Task statement:
Copy each line of the entries that includes the word "first".

(Exercise data)

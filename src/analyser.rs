/**************************************************************************
 *                                                                        *
 * Converters between Acorn Atom tape, disk and cassette-audio formats.   *
 *                                                                        *
 * Copyright (C) 2019 Simon M. Werner <simonwerner@gmail.com>             *
 *                                                                        *
 * This program is free software; you can redistribute it and/or modify   *
 * it under the terms of the GNU General Public License as published by   *
 * the Free Software Foundation, either version 3 of the License, or      *
 * (at your option) any later version.                                    *
 *                                                                        *
 * This program is distributed in the hope that it will be useful,        *
 * but WITHOUT ANY WARRANTY; without even the implied warranty of         *
 * MERCHANTABILITY or FITNESS FOR A PARTICULAR PURPOSE. See the           *
 * GNU General Public License for more details.                           *
 *                                                                        *
 * You should have received a copy of the GNU General Public License      *
 * along with this program. If not, see <http://www.gnu.org/licenses/>.   *
 *                                                                        *
 **************************************************************************/
//! Tone analyser: the decoder's front end.
//!
//! Classifies a centred PCM sample stream into cycle periods without any
//! filtering - just the sign of each sample and the length of each run of
//! same-signed samples.

use crate::error::{AtomError, Result};

/// A monotonically advancing index into an immutable sample slice.
pub struct CycleCursor<'a> {
    samples: &'a [i32],
    pos: usize,
}

impl<'a> CycleCursor<'a> {
    pub fn new(samples: &'a [i32]) -> CycleCursor<'a> {
        CycleCursor { samples, pos: 0 }
    }

    pub fn pos(&self) -> usize {
        self.pos
    }

    pub fn set_pos(&mut self, pos: usize) {
        self.pos = pos;
    }

    pub fn at_end(&self) -> bool {
        self.pos >= self.samples.len()
    }

    fn sign_at(&self, i: usize) -> i32 {
        if self.samples[i] >= 0 {
            1
        } else {
            -1
        }
    }

    /// Count consecutive same-signed samples from the current position,
    /// advancing the cursor to the first sign-changed sample (or the end
    /// of the buffer). This is a single half-cycle run.
    fn run_length(&mut self) -> Result<usize> {
        if self.at_end() {
            return Err(AtomError::PrematureEnd);
        }
        let start_sign = self.sign_at(self.pos);
        let mut len = 0usize;
        while !self.at_end() && self.sign_at(self.pos) == start_sign {
            self.pos += 1;
            len += 1;
        }
        Ok(len)
    }

    /// Read one half-cycle run (a run of a single sign) and return its
    /// length in samples. Used directly by leader acquisition, which
    /// classifies individual runs rather than whole cycles.
    pub fn read_run(&mut self) -> Result<usize> {
        self.run_length()
    }

    /// Read one full square-wave cycle (a run of one sign followed by a run
    /// of the other) and return its period in samples.
    pub fn read_cycle(&mut self) -> Result<usize> {
        let first = self.run_length()?;
        let second = self.run_length()?;
        Ok(first + second)
    }
}

/// Reference period, in samples, of a single 2400 Hz cycle at `sample_rate`.
pub fn reference_a(sample_rate: u32) -> usize {
    (sample_rate / 2400) as usize
}

/// True if `period` classifies as a `1`-bit cycle (period strictly less
/// than `1.5 * a`). Computed in integer arithmetic (`2*period < 3*a`) so
/// the exact-threshold boundary case is never subject to float rounding.
pub fn is_one_cycle(period: usize, a: usize) -> bool {
    2 * period < 3 * a
}

/// True if a single half-cycle run of length `half_cycle_len` is within 6%
/// of half the reference period `a`. Matches `wav2atm.cpp`'s
/// `countSimilarSamples` comparison exactly, including its integer
/// truncation: `diff = abs(len - a/2); match if (diff*100)/a < 6`.
pub fn matches_leader(half_cycle_len: usize, a: usize) -> bool {
    let half_a = a / 2;
    let diff = if half_cycle_len > half_a {
        half_cycle_len - half_a
    } else {
        half_a - half_cycle_len
    };
    (diff * 100) / a < 6
}

/// Matching half-cycle-run count required before leader is considered
/// acquired (the original's `findLeader` threshold).
pub const LEADER_MATCH_COUNT: u32 = 4096;

/// Read half-cycle runs until [`LEADER_MATCH_COUNT`] consecutive runs each
/// match half the reference period within tolerance. Leaves the cursor at
/// the start of the first run following the run of matches.
pub fn acquire_leader(cursor: &mut CycleCursor, a: usize) -> Result<()> {
    let start = cursor.pos();
    let mut matches = 0u32;
    loop {
        let run = cursor.read_run().map_err(|_| AtomError::LeaderNotFound)?;
        if matches_leader(run, a) {
            matches += 1;
            if matches >= LEADER_MATCH_COUNT {
                log::trace!(
                    "leader acquired at sample {}, {} half-cycles from sample {start}",
                    cursor.pos(),
                    matches
                );
                return Ok(());
            }
        } else {
            matches = 0;
        }
    }
}

#[cfg(test)]
mod tests {
    use super::*;

    fn square_wave(cycle_samples: usize, cycles: usize) -> Vec<i32> {
        let half = cycle_samples / 2;
        let mut samples = Vec::new();
        for _ in 0..cycles {
            samples.extend(std::iter::repeat(1).take(half));
            samples.extend(std::iter::repeat(-1).take(cycle_samples - half));
        }
        samples
    }

    #[test]
    fn reads_cycle_period() {
        let samples = square_wave(18, 3);
        let mut cursor = CycleCursor::new(&samples);
        assert_eq!(cursor.read_cycle().unwrap(), 18);
        assert_eq!(cursor.read_cycle().unwrap(), 18);
    }

    #[test]
    fn sign_of_zero_is_positive() {
        let samples = vec![0, 0, 0, -1, -1, -1];
        let mut cursor = CycleCursor::new(&samples);
        assert_eq!(cursor.read_cycle().unwrap(), 6);
    }

    #[test]
    fn classifies_one_and_zero_cycles() {
        let a = 18;
        assert!(is_one_cycle(18, a));
        assert!(!is_one_cycle(27, a)); // exactly 1.5*a -> zero bit
        assert!(!is_one_cycle(36, a));
    }

    #[test]
    fn premature_end_when_cycle_cannot_complete() {
        let samples = vec![1, 1, 1];
        let mut cursor = CycleCursor::new(&samples);
        assert!(cursor.read_cycle().is_err());
    }

    #[test]
    fn leader_acquisition_needs_4096_half_cycles() {
        let a = 18;
        // 2048 full cycles = 4096 half-cycle runs, the original's threshold.
        let samples = square_wave(18, 2048);
        let mut cursor = CycleCursor::new(&samples);
        assert!(acquire_leader(&mut cursor, a).is_ok());
        assert!(cursor.at_end());
    }

    #[test]
    fn leader_not_found_on_premature_end() {
        let a = 18;
        let samples = square_wave(18, 10);
        let mut cursor = CycleCursor::new(&samples);
        assert!(matches!(
            acquire_leader(&mut cursor, a),
            Err(AtomError::LeaderNotFound)
        ));
    }
}
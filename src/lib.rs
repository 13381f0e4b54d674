/**************************************************************************
 *                                                                        *
 * Converters between Acorn Atom tape, disk and cassette-audio formats.   *
 *                                                                        *
 * Copyright (C) 2019 Simon M. Werner <simonwerner@gmail.com>             *
 *                                                                        *
 * This program is free software; you can redistribute it and/or modify   *
 * it under the terms of the GNU General Public License as published by   *
 * the Free Software Foundation, either version 3 of the License, or      *
 * (at your option) any later version.                                    *
 *                                                                        *
 * This program is distributed in the hope that it will be useful,        *
 * but WITHOUT ANY WARRANTY; without even the implied warranty of         *
 * MERCHANTABILITY or FITNESS FOR A PARTICULAR PURPOSE. See the           *
 * GNU General Public License for more details.                           *
 *                                                                        *
 * You should have received a copy of the GNU General Public License      *
 * along with this program. If not, see <http://www.gnu.org/licenses/>.   *
 *                                                                        *
 **************************************************************************/
pub mod analyser;
pub mod atm;
pub mod basic;
pub mod cliutil;
pub mod codec;
pub mod demod;
pub mod dsk;
pub mod error;
pub mod headerpad;
pub mod nameconv;
pub mod rawbin;
pub mod tap;
pub mod tape;
pub mod tone;
pub mod wav;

(End Exercise data)

Expected output:
    /// advancing the cursor to the first sign-changed sample (or the end
        let first = self.run_length()?;
        Ok(first + second)
/// the start of the first run following the run of matches.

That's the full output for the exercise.